**SUPPLIED MATERIAL:**
---------------

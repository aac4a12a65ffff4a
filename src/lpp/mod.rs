//! Occupational pension (second pillar): accounts, certificate merge, household rollup

mod account;
mod analysis;
pub mod certificate;

pub use account::{LppAccount, ProjectedRents, RetirementAge};
pub use analysis::{aggregate, EarlyRetirementOption, LppAnalysis};
pub use certificate::CertificateExtraction;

---------------

**WHAT IS NEEDED:**
Repeat the records above exactly as they appear.

**YOUR SOLUTION:**
repository aac4a12a65ffff4a
filename src/lpp/mod.rs
//! Occupational pension (second pillar): accounts, certificate merge, household rollup

mod account;
mod analysis;
pub mod certificate;

pub use account::{LppAccount, ProjectedRents, RetirementAge};
pub use analysis::{aggregate, EarlyRetirementOption, LppAnalysis};
pub use certificate::CertificateExtraction;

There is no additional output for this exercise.